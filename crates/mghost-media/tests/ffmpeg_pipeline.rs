//! End-to-end embedding through real FFmpeg binaries.
//!
//! Skipped at runtime when ffmpeg or ffprobe are not on PATH.

use std::path::Path;
use std::sync::Arc;

use mghost_media::codec::{negotiate, open_negotiated, CodecPolicy, Platform};
use mghost_media::{
    check_ffmpeg, check_ffprobe, EngineConfig, Embedder, Extractor, FfmpegBackend, Frame,
    VideoSink, WriterTarget,
};
use mghost_models::{ExtractionJob, KeySequence, WatermarkJob};
use tempfile::TempDir;
use tokio::process::Command;

fn ffmpeg_available() -> bool {
    check_ffmpeg().is_ok() && check_ffprobe().is_ok()
}

/// Five seconds of flat gray video at 20 fps, optionally with a tone.
async fn make_source(path: &Path, with_audio: bool) {
    let mut cmd = Command::new("ffmpeg");
    cmd.args(["-y", "-hide_banner", "-v", "error"])
        .args(["-f", "lavfi", "-i", "color=c=gray:size=128x96:rate=20"]);
    if with_audio {
        cmd.args(["-f", "lavfi", "-i", "sine=frequency=440:sample_rate=44100"]);
    }
    cmd.args(["-t", "5", "-c:v", "ffv1"]);
    if with_audio {
        cmd.args(["-c:a", "flac"]);
    }
    cmd.arg(path);

    let status = cmd.status().await.unwrap();
    assert!(status.success(), "ffmpeg could not generate the test source");
}

#[tokio::test(flavor = "multi_thread", worker_threads = 4)]
async fn test_ffv1_round_trip_keeps_audio() {
    if !ffmpeg_available() {
        eprintln!("ffmpeg not available, skipping");
        return;
    }

    let dir = TempDir::new().unwrap();
    let source = dir.path().join("source.mkv");
    let output = dir.path().join("marked.mkv");
    make_source(&source, true).await;

    let config = Arc::new(EngineConfig::default());
    let embedder = Embedder::from_config(config.clone());
    let keys = vec![501, 502, 503, 504];
    let job = WatermarkJob::new(
        &source,
        &output,
        keys.clone(),
        KeySequence::from_indices([0, 2, 3, 1]),
    )
    .with_codec("ffv1")
    .with_parallelism(4);

    let embedded = embedder.embed(&job).await;
    assert!(embedded.success, "{:?}", embedded.error);
    assert!(embedded.audio_preserved);
    assert_eq!(embedded.fragment_count, 5);
    assert!(!dir.path().join("marked_temp_no_audio.mkv").exists());

    let info = embedded.video_info.unwrap();
    assert_eq!(info.width, Some(128));
    assert_eq!(info.height, Some(96));

    let extractor = Extractor::from_config(config);
    let result = extractor
        .extract(&ExtractionJob::new(&output, keys).with_parallelism(2))
        .await;
    assert!(result.success, "{:?}", result.error);
    assert!(!result.placeholder, "{}", result.message);
    assert_eq!(result.sequence, vec![0, 2, 3, 1, 0]);
}

#[tokio::test]
async fn test_silent_source_is_moved_into_place() {
    if !ffmpeg_available() {
        eprintln!("ffmpeg not available, skipping");
        return;
    }

    let dir = TempDir::new().unwrap();
    let source = dir.path().join("silent.mkv");
    let output = dir.path().join("out/marked.mkv");
    make_source(&source, false).await;

    let embedder = Embedder::from_config(Arc::new(EngineConfig::default()));
    let job = WatermarkJob::new(&source, &output, vec![7], KeySequence::from_indices([0]))
        .with_codec("ffv1");

    let embedded = embedder.embed(&job).await;
    assert!(embedded.success, "{:?}", embedded.error);
    assert!(!embedded.audio_preserved);
    assert!(output.exists());
    assert!(source.exists());
}

#[tokio::test]
async fn test_encoder_rejecting_geometry_falls_back() {
    if !ffmpeg_available() {
        eprintln!("ffmpeg not available, skipping");
        return;
    }

    let dir = TempDir::new().unwrap();
    let path = dir.path().join("odd.nut");
    let backend = FfmpegBackend::new(&EngineConfig::default());
    let policy = CodecPolicy {
        substitutions: Vec::new(),
        portable_fallback: Some("raw".to_string()),
    };
    // 4:2:0 H.264 needs even dimensions, and may not be built in at all.
    let target = WriterTarget {
        width: 127,
        height: 95,
        fps: 20.0,
    };

    let mut writer = open_negotiated(
        &backend,
        &path,
        &target,
        negotiate("avc1", Platform::Linux, &policy),
    )
    .await
    .unwrap();

    assert_eq!(writer.codec, "raw");
    assert!(writer.used_fallback());

    writer
        .sink
        .write_frame(&Frame::filled(127, 95, 80.0))
        .await
        .unwrap();
    writer.sink.close().await.unwrap();
    assert!(path.exists());
}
════════════════════
### Your instructions
The first line of the listing above through the line containing "use tokio::process::Command;": print exactly that, both ends included.

### Answer to this problem
filename crates/mghost-media/tests/ffmpeg_pipeline.rs
//! End-to-end embedding through real FFmpeg binaries.
//!
//! Skipped at runtime when ffmpeg or ffprobe are not on PATH.

use std::path::Path;
use std::sync::Arc;

use mghost_media::codec::{negotiate, open_negotiated, CodecPolicy, Platform};
use mghost_media::{
    check_ffmpeg, check_ffprobe, EngineConfig, Embedder, Extractor, FfmpegBackend, Frame,
    VideoSink, WriterTarget,
};
use mghost_models::{ExtractionJob, KeySequence, WatermarkJob};
use tempfile::TempDir;
use tokio::process::Command;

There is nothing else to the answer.